The decision follows provisional NICE guidance not recommending Zytiga (abiraterone) from Johnson & Johnson.
Both authorities determined that the drug’s benefits did not justify its high cost.
Zytiga has been shown to prolong life by up to three months in men with advanced prostate cancer, at a cost of £3,000 a month.
One of Zytiga’s benefits is that it can be taken orally by the patient at home.
The drug will only be available in Scotland through Individual Patient Treatment Requests – a system that makes non-recommended medicines available to individual patients in certain circumstances.
Dr Harpal Kumar, Chief Executive of Cancer Research UK, said: “Abiraterone is an important treatment because patients and doctors value the extra months of life it can give if prostate cancer has come back after chemotherapy.

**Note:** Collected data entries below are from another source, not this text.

//! Lane Drop entry point
//!
//! Handles platform-specific initialization and runs the game loop.

#[cfg(target_arch = "wasm32")]
use wasm_bindgen::prelude::*;

/// Idle/demo mode clicks an object once its bottom edge passes this
/// fraction of the play-area height
const AUTOPLAY_REACTION_DEPTH: f32 = 0.6;

#[cfg(target_arch = "wasm32")]
mod wasm_game {
    use std::cell::RefCell;
    use std::rc::Rc;

    use glam::Vec2;
    use wasm_bindgen::prelude::*;
    use web_sys::{Document, HtmlCanvasElement, MouseEvent, TouchEvent};

    use lane_drop::platform::class_list;
    use lane_drop::renderer::CanvasRenderer;
    use lane_drop::{GameController, GameEvent, GamePhase, Presenter};

    use super::AUTOPLAY_REACTION_DEPTH;

    /// Game instance holding all state
    struct Game {
        controller: GameController,
        renderer: Option<CanvasRenderer>,
        /// Idle/demo mode - AI plays the game
        idle_mode: bool,
    }

    impl Game {
        fn new(seed: u64) -> Self {
            Self {
                controller: GameController::new(seed),
                renderer: None,
                idle_mode: false,
            }
        }

        /// Run one frame of simulation
        fn update(&mut self, time: f64) {
            self.controller.frame(time);

            if self.idle_mode && self.controller.phase() == GamePhase::Running {
                let area = self.controller.state().area;
                let half_height = self.controller.state().tuning.object_height / 2.0;
                if let Some(target) = self.controller.autoplay_target() {
                    if target.y + half_height >= area.height * AUTOPLAY_REACTION_DEPTH {
                        self.controller.handle_input(target);
                    }
                }
            }
        }

        /// Render the current frame
        fn render(&mut self) {
            if let Some(ref mut renderer) = self.renderer {
                renderer.present(&self.controller.view());
            }
        }

        /// Apply queued events to the DOM
        fn update_hud(&mut self, document: &Document) {
            for event in self.controller.drain_events() {
                match event {
                    GameEvent::Caught { score, .. } => {
                        set_text(document, "score", &score.to_string());
                    }
                    GameEvent::StageUp { stage } => {
                        set_text(document, "stage", &stage.to_string());
                    }
                    GameEvent::StarEarned { stars } => {
                        update_stars(document, stars, self.controller.view().max_stars);
                    }
                    GameEvent::EndlessEntered => {
                        set_class(document, "gameArea", &class_list("", "endless", true));
                    }
                    GameEvent::SessionEnded(summary) => {
                        set_text(document, "finalScore", &summary.score.to_string());
                        set_text(document, "finalStage", &summary.stage.to_string());
                        set_class(document, "gameOverScreen", &class_list("", "hidden", false));
                    }
                    GameEvent::Spawned { .. } => {}
                }
            }
        }

        /// Refresh every HUD element from state (after reset)
        fn sync_hud(&self, document: &Document) {
            let view = self.controller.view();
            set_text(document, "score", &view.score.to_string());
            set_text(document, "stage", &view.stage.to_string());
            update_stars(document, view.stars, view.max_stars);
            set_class(document, "gameArea", &class_list("", "endless", view.endless));
        }
    }

    fn set_text(document: &Document, id: &str, text: &str) {
        if let Some(el) = document.get_element_by_id(id) {
            el.set_text_content(Some(text));
        }
    }

    fn set_class(document: &Document, id: &str, class: &str) {
        if let Some(el) = document.get_element_by_id(id) {
            let _ = el.set_attribute("class", class);
        }
    }

    /// Create one `span.star` per star slot inside `#stars`
    fn build_stars(document: &Document, max_stars: u8) {
        let Some(container) = document.get_element_by_id("stars") else {
            log::warn!("No #stars element");
            return;
        };
        let markup: String = (1..=max_stars)
            .map(|i| format!(r#"<span id="star{}" class="star">★</span>"#, i))
            .collect();
        container.set_inner_html(&markup);
    }

    fn update_stars(document: &Document, stars: u8, max_stars: u8) {
        for i in 1..=max_stars {
            set_class(document, &format!("star{}", i), &class_list("star", "earned", i <= stars));
        }
    }

    pub fn run() -> Result<(), JsValue> {
        console_error_panic_hook::set_once();
        if let Err(e) = console_log::init_with_level(log::Level::Info) {
            web_sys::console::warn_1(&JsValue::from_str(&format!("logger init failed: {}", e)));
        }

        log::info!("Lane Drop starting...");

        let window = web_sys::window().ok_or_else(|| JsValue::from_str("no window"))?;
        let document = window
            .document()
            .ok_or_else(|| JsValue::from_str("no document"))?;

        let canvas: HtmlCanvasElement = document
            .get_element_by_id("gameArea")
            .ok_or_else(|| JsValue::from_str("no #gameArea canvas"))?
            .dyn_into()?;

        let seed = js_sys::Date::now() as u64;
        let game = Rc::new(RefCell::new(Game::new(seed)));
        log::info!("Game initialized with seed: {}", seed);

        {
            let mut g = game.borrow_mut();
            match CanvasRenderer::new(canvas.clone(), window.device_pixel_ratio()) {
                Ok(renderer) => {
                    let (w, h) = renderer.client_size();
                    g.controller.set_play_area(w, h);
                    g.renderer = Some(renderer);
                }
                Err(e) => log::error!("Canvas setup failed: {:?}", e),
            }
            build_stars(&document, g.controller.view().max_stars);
            g.sync_hud(&document);
        }

        setup_input_handlers(&canvas, game.clone());
        setup_session_buttons(&document, game.clone());
        setup_resize(game.clone());

        request_animation_frame(game);

        log::info!("Lane Drop running!");
        Ok(())
    }

    /// Convert a client-space point to play-area coordinates
    fn to_play_area(canvas: &HtmlCanvasElement, client_x: f64, client_y: f64) -> Vec2 {
        let rect = canvas.get_bounding_client_rect();
        Vec2::new(
            (client_x - rect.left()) as f32,
            (client_y - rect.top()) as f32,
        )
    }

    fn setup_input_handlers(canvas: &HtmlCanvasElement, game: Rc<RefCell<Game>>) {
        // Mouse click
        {
            let game = game.clone();
            let canvas_clone = canvas.clone();
            let closure = Closure::<dyn FnMut(_)>::new(move |event: MouseEvent| {
                let pos = to_play_area(
                    &canvas_clone,
                    event.client_x() as f64,
                    event.client_y() as f64,
                );
                game.borrow_mut().controller.handle_input(pos);
            });
            let _ = canvas.add_event_listener_with_callback("click", closure.as_ref().unchecked_ref());
            closure.forget();
        }

        // Touch start (prevent the synthetic click)
        {
            let game = game.clone();
            let canvas_clone = canvas.clone();
            let closure = Closure::<dyn FnMut(_)>::new(move |event: TouchEvent| {
                event.prevent_default();
                if let Some(touch) = event.touches().get(0) {
                    let pos = to_play_area(
                        &canvas_clone,
                        touch.client_x() as f64,
                        touch.client_y() as f64,
                    );
                    game.borrow_mut().controller.handle_input(pos);
                }
            });
            let _ = canvas
                .add_event_listener_with_callback("touchstart", closure.as_ref().unchecked_ref());
            closure.forget();
        }

        // Keyboard
        if let Some(window) = web_sys::window() {
            let closure = Closure::<dyn FnMut(_)>::new(move |event: web_sys::KeyboardEvent| {
                let mut g = game.borrow_mut();
                match event.key().as_str() {
                    "i" | "I" => {
                        g.idle_mode = !g.idle_mode;
                        log::info!("Idle mode: {}", g.idle_mode);
                    }
                    _ => {}
                }
            });
            let _ = window
                .add_event_listener_with_callback("keydown", closure.as_ref().unchecked_ref());
            closure.forget();
        }
    }

    fn setup_session_buttons(document: &Document, game: Rc<RefCell<Game>>) {
        if let Some(btn) = document.get_element_by_id("startBtn") {
            let game = game.clone();
            let document = document.clone();
            let closure = Closure::<dyn FnMut(_)>::new(move |_event: MouseEvent| {
                game.borrow_mut().controller.start();
                set_class(&document, "startScreen", &class_list("overlay", "hidden", true));
            });
            let _ = btn.add_event_listener_with_callback("click", closure.as_ref().unchecked_ref());
            closure.forget();
        } else {
            log::warn!("No #startBtn element");
        }

        if let Some(btn) = document.get_element_by_id("restartBtn") {
            let document = document.clone();
            let closure = Closure::<dyn FnMut(_)>::new(move |_event: MouseEvent| {
                let mut g = game.borrow_mut();
                g.controller.reset();
                g.controller.drain_events();
                g.sync_hud(&document);
                set_class(&document, "gameOverScreen", &class_list("", "hidden", true));
                set_class(&document, "startScreen", &class_list("overlay", "hidden", false));
            });
            let _ = btn.add_event_listener_with_callback("click", closure.as_ref().unchecked_ref());
            closure.forget();
        } else {
            log::warn!("No #restartBtn element");
        }
    }

    fn setup_resize(game: Rc<RefCell<Game>>) {
        let Some(window) = web_sys::window() else {
            return;
        };
        let closure = Closure::<dyn FnMut(_)>::new(move |_event: web_sys::Event| {
            let mut g = game.borrow_mut();
            let size = g.renderer.as_mut().map(|r| {
                let (w, h) = r.client_size();
                r.resize(w, h);
                (w, h)
            });
            if let Some((w, h)) = size {
                g.controller.set_play_area(w, h);
            }
        });
        let _ = window.add_event_listener_with_callback("resize", closure.as_ref().unchecked_ref());
        closure.forget();
    }

    fn request_animation_frame(game: Rc<RefCell<Game>>) {
        let Some(window) = web_sys::window() else {
            return;
        };
        let closure = Closure::once(move |time: f64| {
            game_loop(game, time);
        });
        let _ = window.request_animation_frame(closure.as_ref().unchecked_ref());
        closure.forget();
    }

    fn game_loop(game: Rc<RefCell<Game>>, time: f64) {
        if let Some(document) = web_sys::window().and_then(|w| w.document()) {
            let mut g = game.borrow_mut();
            g.update(time);
            g.render();
            g.update_hud(&document);
        }

        request_animation_frame(game);
    }
}

#[cfg(target_arch = "wasm32")]
#[wasm_bindgen(start)]
pub fn wasm_main() -> Result<(), JsValue> {
    wasm_game::run()
}

#[cfg(target_arch = "wasm32")]
fn main() {
    // WASM entry point is wasm_main, this is just to satisfy the compiler
}

/// Headless demo: the idle AI plays one session at 60 fps
#[cfg(not(target_arch = "wasm32"))]
fn main() {
    use lane_drop::renderer::AsciiRenderer;
    use lane_drop::{GameController, GameEvent, Presenter, Tuning};

    env_logger::init();
    log::info!("Lane Drop (native) starting...");

    let tuning = match std::env::var("LANE_DROP_TUNING") {
        Ok(json) => Tuning::from_json(&json).unwrap_or_else(|e| {
            log::error!("{}; using default tuning", e);
            Tuning::default()
        }),
        Err(_) => Tuning::default(),
    };

    let seed: u64 = rand::random();
    log::info!("Game initialized with seed: {}", seed);

    let mut game = GameController::with_tuning(seed, tuning);
    let mut renderer = AsciiRenderer::default();
    game.start();

    const FRAME_MS: f64 = 1000.0 / 60.0;
    const MAX_FRAMES: u32 = 60 * 180;
    let mut now = 0.0;
    for frame in 0..MAX_FRAMES {
        now += FRAME_MS;
        game.frame(now);

        let area = game.state().area;
        let half_height = game.state().tuning.object_height / 2.0;
        if let Some(target) = game.autoplay_target() {
            if target.y + half_height >= area.height * AUTOPLAY_REACTION_DEPTH {
                game.handle_input(target);
            }
        }

        for event in game.drain_events() {
            match event {
                GameEvent::StageUp { stage } => log::info!("Stage {}", stage),
                GameEvent::StarEarned { stars } => log::info!("Stars: {}", stars),
                _ => {}
            }
        }

        if frame % 60 == 0 {
            renderer.present(&game.view());
        }
        if !game.state().is_running() {
            break;
        }
    }

    let summary = game.end_session();
    renderer.present(&game.view());
    println!("{}", renderer.last_frame());
    println!(
        "Final score {} at stage {} ({} stars{})",
        summary.score,
        summary.stage,
        summary.stars,
        if summary.endless { ", endless" } else { "" }
    );
}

“We need to find a way for it to be routinely available through the NHS. The SMC must find a better way to ensure drugs that are proven to be effective for patients get approved.”
Following NICE’s provisional guidance in February, health authorities in Wales have approved the use of Zytiga on an interim basis before the final decision.
Cancer Research UK commented that Zytiga should be made available for end of life care, while The Prostate Cancer Charity said the provisional NICE decision “must be overturned”.
Until the final NICE guidance appears, Zytiga can still be approved locally for prescription in England.
Prostate cancer is the most common cancer affecting men in the UK, where it causes 10,000 deaths each year.